The nation’s largest credit unions had a strong increase in third-quarter net income with higher margins from interest and lower provisions for losses.

A CU Times analysis of the latest NCUA call reports shows the top ranked credit unions generated $778.1 million in net income in the three months that ended Sept. 30—20.1% more than they earned in 2017’s third quarter.

One of the strongest gains came from net interest income before subtracting loan loss provisions. This measure rose 14.7% to $2.2 billion, while loan loss provisions fell 3.8% to $475.4 million.

Those factors outweighed higher operating expenses. Operating expenses as a percent of average assets was 5.9% for the third quarter—an increase of 336 basis points and matching the gross income rate, which rose only 46 basis points from a year earlier.

Larger credit unions tend to have healthier margins and faster growth than smaller ones. The 10 largest credit unions account for about 15% of the movement’s members and 17% of total assets.

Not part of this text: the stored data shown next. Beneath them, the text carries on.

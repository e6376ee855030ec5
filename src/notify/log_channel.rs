use anyhow::Result;

use super::{Channel, NotificationTask};

/// Writes alerts to the process log. Always available, needs no credentials.
#[derive(Debug, Default)]
pub struct LogChannel {
    sent: u64,
}

impl LogChannel {
    pub fn new() -> Self {
        Self::default()
    }
}

impl Channel for LogChannel {
    fn name(&self) -> &str {
        "log"
    }

    fn send(&mut self, task: &NotificationTask) -> Result<()> {
        self.sent += 1;
        log::warn!(
            "[{}] alert {:016x}: {}",
            task.title(),
            task.alert_id(),
            task.body().replace('\n', " | ")
        );
        Ok(())
    }

    fn close(&mut self) {
        log::debug!("log channel closed after {} alerts", self.sent);
    }
}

CUNA’s Monthly Credit Union Estimates released Nov. 6, showed credit unions had 117.9 million members in September, 4.5% more than a year ago. The Top 10’s membership grew 8.2% to 17.9 million.

The Top 10’s loan portfolio growth was in the double digits, rising 10.6% to reach a portfolio balance of $178.2 billion. CUNA estimated that loans for all credit unions rose 9.8% to just nearly $1.1 trillion by Sept. 30. For the year, CUNA forecasts loans for all credit unions will grow 9.5%.

However, the Top 10 credit unions originated loans at a slower pace than in past quarters. The Top 10 granted $29.5 billion loans during the third quarter, 4.5% more than 2017’s third quarter. Real estate originations fell 3.2% to $9.3 billion, while other loans rose 8.5% to $20.2 billion.

By comparison, the Top 10’s total originations grew 6% to $26.6 billion from 2016’s third quarter to 2017’s third quarter, with real estate rising 5.9% to $9.4 billion and other originations rising 6.1% to $17.2 billion.

The composition and ranking of the Top 10 was unchanged from June. Total assets rose 8.5% to $246.7 billion, while net income as an annualized percent of assets was 1.33%, up 17 basis points from 2017′s third quarter. The Top 10 were:

  1. Navy Federal, Vienna, Va. ($95.3 billion in assets, 8.1 million members) had ROA of 1.97%, +37 bps.
  2. State Employees’ Credit Union, Raleigh, N.C. ($38.6 billion in assets, 2.4 million members) had ROA of 0.68%, -6 bps.
  3. PenFed, Tysons, Va. ($24.1 billion in assets, 1.7 million members) had ROA of 0.62%, -26 bps.
  4. BECU, Seattle ($18.8 billion in assets, 1.1 million members) had ROA of 1.39%, +14 bps.
  5. SchoolsFirst Federal Credit Union, Santa Ana, Calif. ($14.9 billion in assets, 845,685 members) had ROA of 1.20%, +20 bps.
  6. First Tech Federal Credit Union, Mountain View, Calif. ($12.3 billion in assets, 542,985 members) had ROA of 1.58%, +41 bps.
  7. Golden 1 Credit Union, Sacramento, Calif. ($12.1 billion in assets, 983,252 members) had ROA of 0.87%, +17 bps.
  8. Alliant Credit Union, Chicago ($11 billion in assets, 428,427 members) had ROA of 0.51%, -26 bps.
  9. America First Federal Credit Union, Riverdale, Utah ($10.2 billion in assets, 998,845 members) had ROA of 1.40%, +29 bps.
  10. Security Service Federal Credit Union, San Antonio ($9.5 billion in assets, 774,223 members) had ROA of 0.76%, +23 bps.